I just heard the most beautiful rendition on YouTube, thanks to Nina Bagly of Ornamental. Have a listen; I hope that Allen Tibbet's marvelous voice lights your world today.

Wednesday, July 29, 2009

Sharpening the focus

Mixed Bouquet in Blue Vase
4 1/2" x 6 1/2" (11.5cm x 16.6cm)
acrylic on board
$30 plus $4.95 shipping and handling in the US
E-mail me for International shipping rates or other inquiries.

I'm going through a period of self-questioning, trying to figure out how to bring a sharper focus to my art-making, though I admit that this is an on-going process for me. I like it all. When I worked in fiberart I wanted to do it all... embroidery, applique, quilting, surface design, dyeing, sewing, and all the little sub-groups of each of those topics. I could never settle on one thing and now that I'm making 2-dimensional art it's still the same.
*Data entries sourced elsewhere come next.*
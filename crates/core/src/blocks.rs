//! Fixed-size block splitting and hashing
//!
//! Files are cut into equal blocks whose size follows a schedule derived
//! from the file size, so both ends of a transfer agree on boundaries
//! without negotiation. Each block carries a strong SHA-256 hash and a weak
//! CRC32 used for cheap first-pass matching.

use std::io::Read;

use serde::{Deserialize, Serialize};
use sha2::{Digest, Sha256};

/// Smallest block size in the schedule.
pub const BLOCK_SIZE_MIN: u32 = 128 << 10;

/// Largest block size in the schedule.
pub const BLOCK_SIZE_MAX: u32 = 16 << 20;

/// The schedule doubles the block size until a file fits in roughly this
/// many blocks.
pub const DESIRED_BLOCKS_PER_FILE: u64 = 2000;

/// A contiguous range of a file, identified by its content hash.
#[derive(Debug, Clone, Copy, PartialEq, Eq, Serialize, Deserialize)]
pub struct BlockInfo {
    /// Byte offset in the file
    pub offset: u64,
    /// Length of this block in bytes
    pub size: u32,
    /// SHA-256 of the block content
    pub hash: [u8; 32],
    /// CRC32 of the block content, for cheap candidate matching
    pub weak_hash: u32,
}

/// Pick the block size for a file of the given length.
///
/// Starts at 128 KiB and doubles per size class up to 16 MiB, targeting at
/// most [`DESIRED_BLOCKS_PER_FILE`] blocks. The chosen size is recorded in
/// the file's metadata so peers use identical boundaries.
#[must_use]
pub fn block_size(file_size: u64) -> u32 {
    let mut size = u64::from(BLOCK_SIZE_MIN);
    while size < u64::from(BLOCK_SIZE_MAX) && file_size / size > DESIRED_BLOCKS_PER_FILE {
        size *= 2;
    }
    size as u32
}

/// Hash a single block's content.
#[must_use]
pub fn hash_block(data: &[u8]) -> BlockInfo {
    let digest = Sha256::digest(data);
    let mut hash = [0u8; 32];
    hash.copy_from_slice(&digest);
    BlockInfo {
        offset: 0,
        size: data.len() as u32,
        hash,
        weak_hash: crc32fast::hash(data),
    }
}

/// Split a stream into blocks of `block_size` and hash each one.
///
/// A zero-length stream yields no blocks; reconstructing an empty block
/// list produces an empty file.
///
/// # Errors
/// Returns an error if reading fails.
pub fn hash_blocks<R: Read>(mut reader: R, block_size: u32) -> std::io::Result<Vec<BlockInfo>> {
    let mut blocks = Vec::new();
    let mut buf = vec![0u8; block_size as usize];
    let mut offset = 0u64;

    loop {
        let mut filled = 0;
        while filled < buf.len() {
            let n = reader.read(&mut buf[filled..])?;
            if n == 0 {
                break;
            }
            filled += n;
        }
        if filled == 0 {
            break;
        }

        let mut block = hash_block(&buf[..filled]);
        block.offset = offset;
        offset += filled as u64;
        blocks.push(block);

        if filled < buf.len() {
            break; // short read: end of stream
        }
    }

    Ok(blocks)
}

/// Verify that `data` matches the expected block hash.
#[must_use]
pub fn verify_block(data: &[u8], expected: &[u8; 32]) -> bool {
    let digest = Sha256::digest(data);
    digest.as_slice() == expected
}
At my Open Studio last fall there was a recurring comment from visitors who noted that I worked both realistically and abstractly, painted still life and landscape, used oil, acrylic, watercolor, pastels, collage, in all sizes and color palettes. I do have a recognizeable style but produce the unexpected rather than a series of similar work. I'm interested in everything and that's the problem... I need to focus my attention and dig deeper.

Each of us has a measured lifespan and right now I'm so aware that my productive years may be drawing to a close. I've lived 7 decades and while I'm not planning to jump off a cliff anytime soon I feel my body slowing down and my production waning.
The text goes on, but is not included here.